Afghan cricketer (born 2003)

Bilal Sami (born 21 December 2003) is an Afghan cricketer. He made his international debut for the Afghanistan cricket team in December 2024 against Zimbabwe. In domestic cricket, he plays for the Band-e-Amir Region, Hindukush Strikers and Speenghar Tigers.

==Career==
He made his first-class debut for Kunar Province against Kunduz Province in the 2018–19 Mirwais Nika Provincial 3-Day on 7 March 2019. He also played first class matches for Amo Region in the 2022 Ahmad Shah Abdali 4-day Tournament and played for Mah-e-Par Stars in the 2023 Ahmad Shah Abdali 4-day Tournament. He made his List A debut for Pamir Legends against Maiwand Defenders in the 2022 Green Afghanistan One Day Cup on 8 May 2022. He also played List A matches for Band-e-Amir Region in the 2023 Ghazi Amanullah Khan Regional One Day Tournament and Hindukush Strikers in the 2024 Ghazi Amanullah Khan Regional One Day Tournament. He made his T20 debut for Band-e-Amir Dragons against Kabul Eagles in the 2020 Shpageeza Cricket League on 12 September 2020. He also played Twenty20 matches for Mis Ainak Knights in the 2022 Shpageeza Cricket League, for Band-e-Amir Dragons in the 2024 Qosh Tepa National T20 Cup and for the Speenghar Tigers in the 2024 Shpageeza Cricket League.

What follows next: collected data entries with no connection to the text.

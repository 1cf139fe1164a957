//! Validation errors for schema payloads

use thiserror::Error;

#[derive(Error, Debug, Clone, PartialEq)]
pub enum SchemaError {
    #[error("Invalid validation rules: {0}")]
    InvalidRules(String),

    #[error("{rules} rules do not apply to '{field_type}' fields")]
    IncompatibleRules {
        field_type: String,
        rules: &'static str,
    },

    #[error("Invalid theme: {0}")]
    InvalidTheme(String),

    #[error("Invalid settings: {0}")]
    InvalidSettings(String),
}
use formdraft_client::{ClientError, FormService};
use formdraft_schema::{VersionDetail, VersionSummary};
use std::sync::Arc;

/// Read-through accessor for a form's versions.
///
/// Pure query, no caching and no retries; failures surface as-is.
#[derive(Clone)]
pub struct VersionStore {
    service: Arc<dyn FormService>,
}

impl VersionStore {
    pub fn new(service: Arc<dyn FormService>) -> Self {
        Self { service }
    }

    /// Version summaries without field payloads
    pub async fn list_versions(&self, form_id: &str) -> Result<Vec<VersionSummary>, ClientError> {
        self.service.list_versions(form_id).await
    }

    /// One version with its full field list
    pub async fn get_version_detail(
        &self,
        form_id: &str,
        version_id: &str,
    ) -> Result<VersionDetail, ClientError> {
        self.service.get_version(form_id, version_id).await
    }
}
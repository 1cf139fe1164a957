//! Error types for the editor

use formdraft_client::ClientError;
use formdraft_schema::SchemaError;
use thiserror::Error;

#[derive(Error, Debug)]
pub enum EditorError {
    #[error("Form service error: {0}")]
    Client(#[from] ClientError),

    #[error("Could not create a draft for form {form_id}: {source}")]
    BranchFailed {
        form_id: String,
        source: ClientError,
    },

    #[error("Field {field_id} no longer exists in the draft, please reselect")]
    StaleReference { field_id: String },

    #[error("Field not found: {0}")]
    FieldNotFound(String),

    #[error("Unknown field type: {0}")]
    UnknownFieldType(String),

    #[error("Form {form_id} has no version to publish")]
    NoVersion { form_id: String },

    #[error("Invalid reorder: {0}")]
    InvalidReorder(String),

    #[error("Validation error: {0}")]
    Validation(#[from] SchemaError),
}

impl EditorError {
    /// The user has to pick a field again before retrying
    pub fn is_selection_lost(&self) -> bool {
        match self {
            EditorError::StaleReference { .. } => true,
            EditorError::Client(e) => e.is_stale_reference(),
            _ => false,
        }
    }
}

In December 2021, he was named in Afghanistan's squad for the 2022 Under-19 Cricket World Cup. He picked 4 wickets and his best bowling figure was 2/33 against Sri Lanka.

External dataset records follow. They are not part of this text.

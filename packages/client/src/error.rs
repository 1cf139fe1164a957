//! Error types for the form-service client

use thiserror::Error;

#[derive(Error, Debug, Clone, PartialEq)]
pub enum ClientError {
    #[error("Transport error: {0}")]
    Transport(String),

    #[error("Not found: {resource}")]
    NotFound { resource: String },

    #[error("Rejected by form service ({status}): {message}")]
    Rejected { status: u16, message: String },

    #[error("Not authorized")]
    Unauthorized,

    #[error("Form service error {status}: {message}")]
    Http { status: u16, message: String },

    #[error("Malformed response: {0}")]
    Decode(String),

    #[error("Client configuration error: {0}")]
    Config(String),
}

impl ClientError {
    pub fn not_found(resource: impl Into<String>) -> Self {
        ClientError::NotFound {
            resource: resource.into(),
        }
    }

    pub fn rejected(message: impl Into<String>) -> Self {
        ClientError::Rejected {
            status: 409,
            message: message.into(),
        }
    }

    /// The call referenced a version or field id that is no longer valid
    pub fn is_stale_reference(&self) -> bool {
        matches!(self, ClientError::NotFound { .. } | ClientError::Rejected { .. })
    }

    /// Map a non-success HTTP status to an error
    pub fn from_status(status: u16, message: String) -> Self {
        match status {
            401 | 403 => ClientError::Unauthorized,
            404 => ClientError::NotFound { resource: message },
            400 | 409 | 422 => ClientError::Rejected { status, message },
            _ => ClientError::Http { status, message },
        }
    }
}

impl From<reqwest::Error> for ClientError {
    fn from(e: reqwest::Error) -> Self {
        if e.is_decode() {
            ClientError::Decode(e.to_string())
        } else if let Some(status) = e.status() {
            ClientError::from_status(status.as_u16(), e.to_string())
        } else {
            ClientError::Transport(e.to_string())
        }
    }
}

#[cfg(test)]
mod tests {
    use super::*;

    #[test]
    fn test_status_mapping() {
        assert_eq!(ClientError::from_status(401, String::new()), ClientError::Unauthorized);
        assert!(ClientError::from_status(404, "field f1".to_string()).is_stale_reference());
        assert!(ClientError::from_status(409, "not a draft".to_string()).is_stale_reference());
        assert!(matches!(
            ClientError::from_status(503, "down".to_string()),
            ClientError::Http { status: 503, .. }
        ));
    }

    #[test]
    fn test_transport_is_not_stale() {
        assert!(!ClientError::Transport("reset".to_string()).is_stale_reference());
    }
}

In March 2024, he was named in Afghanistan's ODI squad against Ireland. Then in September 2024, he selected to ODI squad against South Africa but he didn't make debut. He made his One Day International debut on his birthday, against Zimbabwe on 21 December 2024. He took his maiden five-wicket haul in ODIs on 14 October 2025 against Bangladesh in the 3rd ODI of the series.